Du mot grec impression, gravure. C’est ce que la nature a gravé dans nous.

Peut-on changer de caractère ? Oui, si on change de corps. Il se peut qu’un homme né brouillon, inflexible et violent, étant tombé dans sa vieillesse en apoplexie, devienne un sot enfant pleureur, timide et paisible. Son corps n’est plus le même. Mais tant que ses nerfs, son sang et sa moelle allongée seront dans le même état, son naturel ne changera pas plus que l’instinct d’un loup et d’une fouine.

L’auteur anglais du Dispensary, petit poëme très-supérieur aux Capitoli italiens, et peut-être même au Lutrin de Boileau, a très-bien dit, ce me semble :

Un mélange secret de feu, de terre et d’eau
Fit le cœur de César et celui de Nassau.

D’un ressort inconnu le pouvoir invincible
Rendit Slone impudent et sa femme sensible.

Le caractère est formé de nos idées et de nos sentiments : or il est très-prouvé qu’on ne se donne ni sentiments ni idées ; donc notre caractère ne peut dépendre de nous.

S’il en dépendait, il n’y a personne qui ne fût parfait.

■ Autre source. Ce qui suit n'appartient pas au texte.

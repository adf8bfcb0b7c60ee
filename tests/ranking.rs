//! End-to-end tests for the recommend pipeline.
//!
//! Collaborators are in-memory fakes: the embedder returns a fixed vector
//! and each index replays canned points while recording the limits it was
//! asked for. No network calls.

use std::sync::atomic::{AtomicUsize, Ordering};
use std::sync::Mutex;

use serde_json::{json, Value};
use theme_scout::error::{EmbeddingError, IndexError};
use theme_scout::search::{
    Embedder, HybridRanker, PointId, Recommender, ScoredPoint, VectorIndex,
};
use theme_scout::RecommendError;

struct FakeEmbedder {
    fail: bool,
    calls: AtomicUsize,
}

impl FakeEmbedder {
    fn ok() -> Self {
        Self {
            fail: false,
            calls: AtomicUsize::new(0),
        }
    }

    fn failing() -> Self {
        Self {
            fail: true,
            calls: AtomicUsize::new(0),
        }
    }
}

impl Embedder for FakeEmbedder {
    async fn embed(&self, _text: &str) -> Result<Vec<f32>, EmbeddingError> {
        self.calls.fetch_add(1, Ordering::SeqCst);
        if self.fail {
            Err(EmbeddingError::Transport("connection reset".into()))
        } else {
            Ok(vec![0.25; 8])
        }
    }
}

struct FakeIndex {
    name: &'static str,
    points: Vec<ScoredPoint>,
    fail: bool,
    limits: Mutex<Vec<usize>>,
}

impl FakeIndex {
    fn new(name: &'static str, points: Vec<ScoredPoint>) -> Self {
        Self {
            name,
            points,
            fail: false,
            limits: Mutex::new(Vec::new()),
        }
    }

    fn failing(name: &'static str) -> Self {
        Self {
            fail: true,
            ..Self::new(name, Vec::new())
        }
    }

    fn limits(&self) -> Vec<usize> {
        self.limits.lock().unwrap().clone()
    }
}

impl VectorIndex for FakeIndex {
    fn collection(&self) -> &str {
        self.name
    }

    async fn search(&self, _vector: &[f32], limit: usize) -> Result<Vec<ScoredPoint>, IndexError> {
        self.limits.lock().unwrap().push(limit);
        if self.fail {
            return Err(IndexError::Status {
                collection: self.name.to_string(),
                status: 500,
                body: "internal".into(),
            });
        }
        Ok(self.points.iter().take(limit).cloned().collect())
    }
}

fn point(id: u64, score: f64, payload: Value) -> ScoredPoint {
    ScoredPoint {
        id: PointId::Num(id),
        score,
        payload: payload.as_object().cloned(),
    }
}

fn company(id: u64, ticker: &str, score: f64) -> ScoredPoint {
    point(
        id,
        score,
        json!({"name": format!("Company {id}"), "nse": ticker, "company": "Listed business"}),
    )
}

fn news(id: u64, symbol: &str, score: f64) -> ScoredPoint {
    point(
        id,
        score,
        json!({
            "symbol": symbol,
            "company": "Issuer",
            "specific_title": format!("Article {id}"),
            "long_summary": "Summary"
        }),
    )
}

fn companies_index(points: Vec<ScoredPoint>) -> FakeIndex {
    FakeIndex::new("companies_v2", points)
}

fn news_index(points: Vec<ScoredPoint>) -> FakeIndex {
    FakeIndex::new("news_v4", points)
}

#[tokio::test]
async fn company_without_news_keeps_company_score() {
    let ranker = HybridRanker::new(
        companies_index(vec![company(1, "ABC", 0.90)]),
        news_index(vec![news(100, "DEF", 0.99)]),
    );
    let results = ranker.rank(&[0.1, 0.2], None).await.unwrap();

    assert_eq!(results.len(), 1);
    assert_eq!(results[0].combined_score, 0.90);
    assert_eq!(results[0].news_count, 0);
}

#[tokio::test]
async fn news_for_issuer_is_fused_case_insensitively() {
    let ranker = HybridRanker::new(
        companies_index(vec![company(2, "XYZ", 0.70)]),
        news_index(vec![news(100, "xyz", 0.95), news(101, "xyz", 0.80)]),
    );
    let results = ranker.rank(&[0.1, 0.2], None).await.unwrap();

    let top = &results[0];
    assert!((top.news_score - 0.95).abs() < 1e-9);
    assert_eq!(top.news_count, 2);
    assert!((top.combined_score - 0.80).abs() < 1e-9);
    assert_eq!(top.relevant_news[0].specific_title, "Article 100");
    assert_eq!(top.relevant_news[1].specific_title, "Article 101");
}

#[tokio::test]
async fn oversampled_companies_truncate_to_k() {
    let companies: Vec<_> = (0..15)
        .map(|i| company(i, &format!("T{i:02}"), 0.80 - i as f64 * 0.02))
        .collect();
    let news = vec![
        news(200, "T14", 0.99),
        news(201, "T13", 0.90),
        news(202, "t12", 0.85),
        news(203, "T12", 0.30),
    ];
    let ranker = HybridRanker::new(companies_index(companies), news_index(news));
    let results = ranker.rank(&[0.5], Some(10)).await.unwrap();

    assert_eq!(results.len(), 10);
    assert!(results
        .windows(2)
        .all(|w| w[0].combined_score >= w[1].combined_score));
    assert!(results.iter().filter(|r| r.has_news()).count() <= 3);
}

#[tokio::test]
async fn retrieval_limits_follow_k() {
    let companies = companies_index(Vec::new());
    let news = news_index(Vec::new());
    let ranker = HybridRanker::new(companies, news);
    ranker.rank(&[0.5], Some(7)).await.unwrap();
    ranker.rank(&[0.5], None).await.unwrap();

    let (company_limits, news_limits) = limits_of(&ranker);
    assert_eq!(company_limits, [14, 20]);
    assert_eq!(news_limits, [50, 50]);
}

fn limits_of(ranker: &HybridRanker<FakeIndex, FakeIndex>) -> (Vec<usize>, Vec<usize>) {
    (ranker.companies().limits(), ranker.news().limits())
}

#[tokio::test]
async fn blank_news_ticker_never_matches_blank_company_ticker() {
    let ranker = HybridRanker::new(
        companies_index(vec![company(1, "", 0.40), company(2, "ABC", 0.50)]),
        news_index(vec![
            news(100, "", 0.99),
            point(101, 0.98, json!({"specific_title": "No issuer"})),
            news(102, "abc", 0.60),
        ]),
    );
    let results = ranker.rank(&[0.5], None).await.unwrap();

    let blank = results.iter().find(|r| r.id == PointId::Num(1)).unwrap();
    assert_eq!(blank.combined_score, 0.40);
    assert_eq!(blank.news_count, 0);

    let abc = results.iter().find(|r| r.id == PointId::Num(2)).unwrap();
    assert_eq!(abc.news_count, 1);
    assert!((abc.combined_score - (0.6 * 0.50 + 0.4 * 0.60)).abs() < 1e-9);
}

#[tokio::test]
async fn zero_companies_is_an_empty_success() {
    let ranker = HybridRanker::new(
        companies_index(Vec::new()),
        news_index(vec![news(1, "ABC", 0.9)]),
    );
    let results = ranker.rank(&[0.5], None).await.unwrap();
    assert!(results.is_empty());
}

#[tokio::test]
async fn embedding_failure_skips_retrieval() {
    let recommender = Recommender::new(
        FakeEmbedder::failing(),
        HybridRanker::new(
            companies_index(vec![company(1, "ABC", 0.9)]),
            news_index(Vec::new()),
        ),
    );
    let err = recommender
        .recommend("water treatment", None)
        .await
        .unwrap_err();

    assert!(matches!(err, RecommendError::Embedding(_)));
    assert_eq!(err.code(), "EMBEDDING_FAILED");
    let (company_limits, news_limits) = limits_of(recommender.ranker());
    assert!(company_limits.is_empty());
    assert!(news_limits.is_empty());
}

#[tokio::test]
async fn blank_query_is_rejected_before_embedding() {
    let recommender = Recommender::new(
        FakeEmbedder::ok(),
        HybridRanker::new(companies_index(Vec::new()), news_index(Vec::new())),
    );
    let err = recommender.recommend("   ", None).await.unwrap_err();
    assert_eq!(err.code(), "INVALID_REQUEST");
    assert_eq!(err.status(), 400);

    let err = recommender.recommend("defence", Some(0)).await.unwrap_err();
    assert!(matches!(err, RecommendError::InvalidInput(_)));

    assert_eq!(recommender.embedder().calls.load(Ordering::SeqCst), 0);
}

#[tokio::test]
async fn news_failure_is_not_degraded_to_company_only() {
    let ranker = HybridRanker::new(
        companies_index(vec![company(1, "ABC", 0.9)]),
        FakeIndex::failing("news_v4"),
    );
    let err = ranker.rank(&[0.5], None).await.unwrap_err();
    assert!(matches!(err, RecommendError::Retrieval(_)));
    assert_eq!(err.status(), 503);
    assert!(err.to_string().contains("news_v4"));
}

#[tokio::test]
async fn company_failure_fails_the_request() {
    let ranker = HybridRanker::new(
        FakeIndex::failing("companies_v2"),
        news_index(vec![news(1, "ABC", 0.9)]),
    );
    let err = ranker.rank(&[0.5], None).await.unwrap_err();
    assert_eq!(err.code(), "SEARCH_FAILED");
    assert!(err.to_string().contains("companies_v2"));
}

#[tokio::test]
async fn malformed_company_payload_is_data_integrity_error() {
    let ranker = HybridRanker::new(
        companies_index(vec![company(1, "ABC", 0.9), point(2, 0.8, json!({"nse": "DEF"}))]),
        news_index(Vec::new()),
    );
    let err = ranker.rank(&[0.5], None).await.unwrap_err();
    assert!(matches!(err, RecommendError::DataIntegrity(_)));
}

#[tokio::test]
async fn duplicate_company_ids_are_rejected() {
    let ranker = HybridRanker::new(
        companies_index(vec![company(1, "ABC", 0.9), company(1, "ABC", 0.8)]),
        news_index(Vec::new()),
    );
    let err = ranker.rank(&[0.5], None).await.unwrap_err();
    assert_eq!(err.code(), "DATA_INTEGRITY");
}

#[tokio::test]
async fn empty_vector_is_invalid_input() {
    let ranker = HybridRanker::new(companies_index(Vec::new()), news_index(Vec::new()));
    let err = ranker.rank(&[], None).await.unwrap_err();
    assert!(matches!(err, RecommendError::InvalidInput(_)));
    assert!(ranker.companies().limits().is_empty());
}

#[tokio::test]
async fn identical_inputs_rank_identically() {
    let build = || {
        HybridRanker::new(
            companies_index(vec![
                company(1, "A", 0.6),
                company(2, "B", 0.6),
                company(3, "C", 0.6),
                company(4, "D", 0.7),
            ]),
            news_index(vec![news(10, "d", 0.35)]),
        )
    };
    let first = build().rank(&[0.5], Some(4)).await.unwrap();
    let second = build().rank(&[0.5], Some(4)).await.unwrap();

    assert_eq!(first, second);
    let ids: Vec<_> = first.iter().map(|r| r.id.clone()).collect();
    // A, B and C tie and keep retrieval order; D drops to 0.56 once its
    // weak news is blended in.
    assert_eq!(
        ids,
        [PointId::Num(1), PointId::Num(2), PointId::Num(3), PointId::Num(4)]
    );
}

#[tokio::test]
async fn recommend_runs_full_pipeline() {
    let recommender = Recommender::new(
        FakeEmbedder::ok(),
        HybridRanker::new(
            companies_index(vec![company(1, "SOL", 0.72), company(2, "WND", 0.70)]),
            news_index(vec![news(10, "wnd", 0.9)]),
        ),
    );
    let results = recommender
        .recommend("  renewable energy  ", Some(5))
        .await
        .unwrap();

    assert_eq!(results.len(), 2);
    assert_eq!(results[0].payload.nse.as_deref(), Some("WND"));
    assert_eq!(recommender.embedder().calls.load(Ordering::SeqCst), 1);
    let (company_limits, news_limits) = limits_of(recommender.ranker());
    assert_eq!(company_limits, [10]);
    assert_eq!(news_limits, [50]);
}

Nous ne pouvons nous donner des goûts, des talents ; pourquoi nous donnerions-nous des qualités ?

Quand on ne réfléchit pas, on se croit le maître de tout, quand on y réfléchit, on voit qu’on n’est maître de rien.

Voulez-vous changer absolument le caractère d’un homme, purgez-le tous les jours avec des délayants jusqu’à ce que vous l’ayez tué. Charles XII, dans sa fièvre de suppuration sur le chemin de Bender, n’était plus le même homme. On disposait de lui comme d’un enfant.

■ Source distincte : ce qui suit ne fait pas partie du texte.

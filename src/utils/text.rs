// Path and text helpers

use std::io::{self, Write};

/// Normalises an uploaded file name into a relative path: backslashes become
/// `/`, `.` segments vanish and `..` pops the previous segment. A `..` with
/// nothing left to pop is dropped, so the result never climbs out of the
/// prefix it is appended to.
pub fn clean_path(path: &str) -> String {
    let normalized = path.replace('\\', "/");
    let mut segments: Vec<&str> = Vec::new();

    for segment in normalized.split('/') {
        match segment {
            "" | "." => {}
            ".." => {
                segments.pop();
            }
            other => segments.push(other),
        }
    }

    segments.join("/")
}

/// Writes an object's content line by line, indented, then a blank line.
pub fn display_text<W: Write>(content: &[u8], out: &mut W) -> io::Result<()> {
    let text = String::from_utf8_lossy(content);
    for line in text.lines() {
        writeln!(out, "    {}", line)?;
    }
    writeln!(out)?;
    Ok(())
}

#[cfg(test)]
mod tests {
    use super::*;

    #[test]
    fn test_clean_path_plain_name() {
        assert_eq!(clean_path("report.pdf"), "report.pdf");
    }

    #[test]
    fn test_clean_path_windows_separators() {
        assert_eq!(clean_path("C:\\Users\\me\\notes.txt"), "C:/Users/me/notes.txt");
    }

    #[test]
    fn test_clean_path_resolves_dots() {
        assert_eq!(clean_path("a/./b/../c.txt"), "a/c.txt");
        assert_eq!(clean_path("../../etc/passwd"), "etc/passwd");
        assert_eq!(clean_path("/abs/file"), "abs/file");
    }

    #[test]
    fn test_clean_path_only_dots() {
        assert_eq!(clean_path("./.."), "");
    }

    #[test]
    fn test_display_text_indents_lines() {
        let mut out = Vec::new();
        display_text(b"first\nsecond\r\n", &mut out).unwrap();
        assert_eq!(String::from_utf8(out).unwrap(), "    first\n    second\n\n");
    }
}
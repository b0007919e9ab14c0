//! HTTP Routes
//!
//! - `POST /upload-file` - multipart upload forwarded to S3
//! - `GET /download-file/{key}` - fetch an object by key
//! - `DELETE /files/{key}` - delete an object by key
//! - `GET /health` - health check

pub mod files;
pub mod health;

use axum::Router;
use crate::models::AppState;
use tower_http::trace::TraceLayer;
use tracing::info;

/// Create the main application router
pub fn create_router(state: AppState) -> Router {
    info!("Creating application router");

    Router::new()
        .merge(files::router(state.clone()))
        .merge(health::router(state))
        .layer(TraceLayer::new_for_http())
}
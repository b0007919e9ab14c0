// Needle Storage - HTTP upload gateway in front of an S3 bucket

pub mod config;
pub mod models;
pub mod types;
pub mod storage;
pub mod queue;
pub mod routes;
pub mod utils;

// Re-exports for convenience
pub use config::Config;
pub use models::AppState;

pub fn create_router(state: AppState) -> axum::Router {
    routes::create_router(state)
}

Si j’ai un nez de travers et deux yeux de chat, je peux les cacher avec un masque. Puis-je davantage sur le caractère que m’a donné la nature ?

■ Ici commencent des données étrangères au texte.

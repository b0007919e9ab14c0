//! Storage layer
//!
//! `UploadService` turns an uploaded file into an S3 object: the payload is
//! staged in a temporary local file, put under a timestamp-prefixed key and
//! the temporary file is removed again. Downloads and deletes go straight
//! through to the bucket.

pub mod s3_client;

pub use s3_client::*;

use crate::config::StorageConfig;
use crate::types::{log_aws_error, AppError, AppResult};
use crate::utils::clean_path;
use bytes::Bytes;
use serde::Serialize;
use std::path::{Path, PathBuf};
use tempfile::NamedTempFile;
use tracing::{debug, info, warn};

const FALLBACK_FILE_NAME: &str = "file";

/// A file as received from the multipart form.
#[derive(Debug, Clone)]
pub struct UploadedFile {
    pub original_filename: Option<String>,
    pub content_type: Option<String>,
    pub bytes: Bytes,
}

#[derive(Debug, Clone, Serialize, PartialEq, Eq)]
pub struct UploadResponse {
    pub bucket: String,
    pub key: String,
    #[serde(skip_serializing_if = "Option::is_none")]
    pub etag: Option<String>,
    #[serde(skip_serializing_if = "Option::is_none")]
    pub version_id: Option<String>,
    pub content_type: String,
    pub size: usize,
}

#[derive(Debug, Clone)]
pub struct DownloadedObject {
    pub key: String,
    pub content_type: Option<String>,
    pub body: Bytes,
}

#[derive(Clone)]
pub struct UploadService {
    client: S3Client,
    location: String,
    temp_dir: PathBuf,
}

impl UploadService {
    pub fn new(client: S3Client, config: &StorageConfig) -> Self {
        Self {
            client,
            location: config.location.clone(),
            temp_dir: config.temp_dir.clone(),
        }
    }

    pub fn bucket_name(&self) -> String {
        self.client.bucket_name()
    }

    pub async fn upload_file(&self, file: UploadedFile) -> AppResult<UploadResponse> {
        let original = file.original_filename.as_deref().unwrap_or_default();
        let file_name = generate_file_name(original, chrono::Utc::now().timestamp_millis());
        let key = object_key(&self.location, &file_name);

        if file.bytes.is_empty() {
            return Err(AppError::Storage(format!(
                "Failed to store empty file {}",
                file_name
            )));
        }

        let content_type = file
            .content_type
            .clone()
            .unwrap_or_else(|| guess_content_type(&file_name));

        let staged = stage_to_temp_file(&self.temp_dir, &file.bytes).await?;
        let result = self.put_staged(staged.path(), &key, &content_type).await;
        clean_up(staged);

        match result {
            Ok(output) => {
                info!(key = %key, size = file.bytes.len(), "Uploaded file to S3");
                Ok(UploadResponse {
                    bucket: self.bucket_name(),
                    key,
                    etag: output.etag,
                    version_id: output.version_id,
                    content_type,
                    size: file.bytes.len(),
                })
            }
            Err(e) => {
                log_aws_error("S3", "PUT", &e);
                Err(e)
            }
        }
    }

    async fn put_staged(
        &self,
        path: &Path,
        key: &str,
        content_type: &str,
    ) -> AppResult<PutObjectOutput> {
        let body = tokio::fs::read(path).await?;
        self.client.put_object(key, &body, content_type).await
    }

    pub async fn download_file(&self, key: &str) -> AppResult<DownloadedObject> {
        info!(key, "Downloading an object");

        match self.client.get_object(key).await {
            Ok(object) => {
                info!(
                    "Content-Type: {}",
                    object.content_type.as_deref().unwrap_or("unknown")
                );
                info!("===================== Import File - Done! =====================");
                Ok(DownloadedObject {
                    key: key.to_string(),
                    content_type: object.content_type,
                    body: object.body,
                })
            }
            Err(e) => {
                log_aws_error("S3", "GET", &e);
                Err(e)
            }
        }
    }

    pub async fn delete_file(&self, key: &str) -> AppResult<String> {
        match self.client.delete_object(key).await {
            Ok(()) => {
                info!(key, "Deleted object from S3");
                Ok("Successfully deleted".to_string())
            }
            Err(e) => {
                log_aws_error("S3", "DELETE", &e);
                Err(e)
            }
        }
    }
}

/// `<millis>-<cleaned name>`, with spaces turned into underscores.
pub fn generate_file_name(original: &str, millis: i64) -> String {
    let cleaned = clean_path(original);
    let name = if cleaned.is_empty() {
        FALLBACK_FILE_NAME.to_string()
    } else {
        cleaned.replace(' ', "_")
    };
    format!("{}-{}", millis, name)
}

pub fn object_key(location: &str, file_name: &str) -> String {
    let location = location.trim_end_matches('/');
    if location.is_empty() {
        file_name.to_string()
    } else {
        format!("{}/{}", location, file_name)
    }
}

fn guess_content_type(file_name: &str) -> String {
    mime_guess::from_path(file_name)
        .first_or_octet_stream()
        .essence_str()
        .to_string()
}

async fn stage_to_temp_file(dir: &Path, bytes: &[u8]) -> AppResult<NamedTempFile> {
    tokio::fs::create_dir_all(dir).await?;
    let staged = tempfile::Builder::new()
        .prefix("upload-")
        .tempfile_in(dir)?;
    tokio::fs::write(staged.path(), bytes).await?;
    debug!(path = %staged.path().display(), "Staged upload in temporary file");
    Ok(staged)
}

fn clean_up(staged: NamedTempFile) {
    let path = staged.path().display().to_string();
    if let Err(e) = staged.close() {
        warn!(path = %path, "Failed to remove temporary file: {}", e);
    }
}
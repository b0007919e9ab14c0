use anyhow::{anyhow, Context, Result};
use std::env;
use std::path::PathBuf;

/// Profile name that switches every AWS client over to the local emulator.
pub const LOCAL_PROFILE: &str = "loc";

/// Default endpoint of the local emulator (localstack).
pub const DEFAULT_LOCALSTACK_URL: &str = "http://localhost:4566";

#[derive(Debug, Clone)]
pub struct Config {
    pub server: ServerConfig,
    pub aws: AwsConfig,
    pub storage: StorageConfig,
    pub queue: QueueConfig,
}

#[derive(Debug, Clone)]
pub struct ServerConfig {
    pub port: u16,
    pub host: String,
    pub max_upload_bytes: usize,
}

#[derive(Debug, Clone, PartialEq, Eq)]
pub enum Profile {
    Local,
    Production(String),
}

impl Profile {
    pub fn from_name(name: &str) -> Self {
        if name.trim() == LOCAL_PROFILE {
            Profile::Local
        } else {
            Profile::Production(name.trim().to_string())
        }
    }

    pub fn is_local(&self) -> bool {
        matches!(self, Profile::Local)
    }
}

impl std::fmt::Display for Profile {
    fn fmt(&self, f: &mut std::fmt::Formatter<'_>) -> std::fmt::Result {
        match self {
            Profile::Local => write!(f, "{}", LOCAL_PROFILE),
            Profile::Production(name) => write!(f, "{}", name),
        }
    }
}

#[derive(Clone)]
pub struct AwsConfig {
    pub profile: Profile,
    pub region: String,
    pub access_key: String,
    pub secret_key: String,
    pub localstack_url: String,
}

impl AwsConfig {
    /// Endpoint override for the active profile. Production talks to the
    /// regional endpoint, so there is nothing to override.
    pub fn endpoint_override(&self) -> Option<&str> {
        match self.profile {
            Profile::Local => Some(self.localstack_url.as_str()),
            Profile::Production(_) => None,
        }
    }
}

// Keeps the secret key out of the startup log line.
impl std::fmt::Debug for AwsConfig {
    fn fmt(&self, f: &mut std::fmt::Formatter<'_>) -> std::fmt::Result {
        f.debug_struct("AwsConfig")
            .field("profile", &self.profile)
            .field("region", &self.region)
            .field("access_key", &self.access_key)
            .field("secret_key", &"***")
            .field("localstack_url", &self.localstack_url)
            .finish()
    }
}

#[derive(Debug, Clone)]
pub struct StorageConfig {
    pub bucket: String,
    /// Key prefix every upload lands under.
    pub location: String,
    pub temp_dir: PathBuf,
}

#[derive(Debug, Clone)]
pub struct QueueConfig {
    pub default_destination: Option<String>,
}

impl Config {
    pub fn from_env() -> Result<Self> {
        dotenvy::dotenv().ok();
        Self::from_lookup(|key| env::var(key).ok())
    }

    /// Builds the configuration from an arbitrary variable source.
    pub fn from_lookup<F>(lookup: F) -> Result<Self>
    where
        F: Fn(&str) -> Option<String>,
    {
        let var_or = |key: &str, default: &str| lookup(key).unwrap_or_else(|| default.to_string());
        let required = |key: &str| {
            lookup(key)
                .filter(|v| !v.trim().is_empty())
                .ok_or_else(|| anyhow!("{} must be set", key))
        };

        Ok(Self {
            server: ServerConfig {
                port: var_or("PORT", "8080")
                    .parse()
                    .context("PORT must be a valid port number")?,
                host: var_or("HOST", "0.0.0.0"),
                max_upload_bytes: var_or("MAX_UPLOAD_SIZE", "10485760")
                    .parse()
                    .context("MAX_UPLOAD_SIZE must be a byte count")?,
            },
            aws: AwsConfig {
                profile: Profile::from_name(&var_or("APP_PROFILE", "unknown")),
                region: var_or("AWS_REGION", "us-east-1"),
                access_key: required("AWS_ACCESS_KEY_ID")?,
                secret_key: required("AWS_SECRET_ACCESS_KEY")?,
                localstack_url: var_or("LOCALSTACK_URL", DEFAULT_LOCALSTACK_URL),
            },
            storage: StorageConfig {
                bucket: required("S3_BUCKET")?,
                location: var_or("S3_STORAGE_LOCATION", "uploads"),
                temp_dir: lookup("UPLOAD_TEMP_DIR")
                    .map(PathBuf::from)
                    .unwrap_or_else(env::temp_dir),
            },
            queue: QueueConfig {
                default_destination: lookup("SQS_QUEUE").filter(|q| !q.trim().is_empty()),
            },
        })
    }
}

Un homme né violent, emporté, se présente devant François Ier, roi de France, pour se plaindre d’un passe-droit ; le visage du prince, le maintien respectueux des courtisans, le lieu même où il est, font une impression puissante sur cet homme ; il baisse machinalement les yeux, sa voix rude s’adoucit, il présente humblement sa requête, on le croirait né aussi doux que le sont (dans ce moment au moins) les courtisans au milieu desquels il est même déconcerté ; mais si François Ier se connaît en physionomie, il découvre aisément dans ses yeux baissés, mais allumés d’un feu sombre, dans les muscles tendus de son visage, dans ses lèvres serrées l’une contre l’autre, que cet homme n’est pas si doux qu’il est forcé de le paraître. Cet homme le suit à Pavie, est pris avec lui, mené avec lui en prison à Madrid : la majesté de François Ier ne fait plus sur lui la même impression ; il se familiarise avec l’objet de son respect. Un jour en tirant les bottes du roi, et les tirant mal, le roi, aigri par son malheur, se fâche ; mon homme envoie promener le roi, et jette ses bottes par la fenêtre.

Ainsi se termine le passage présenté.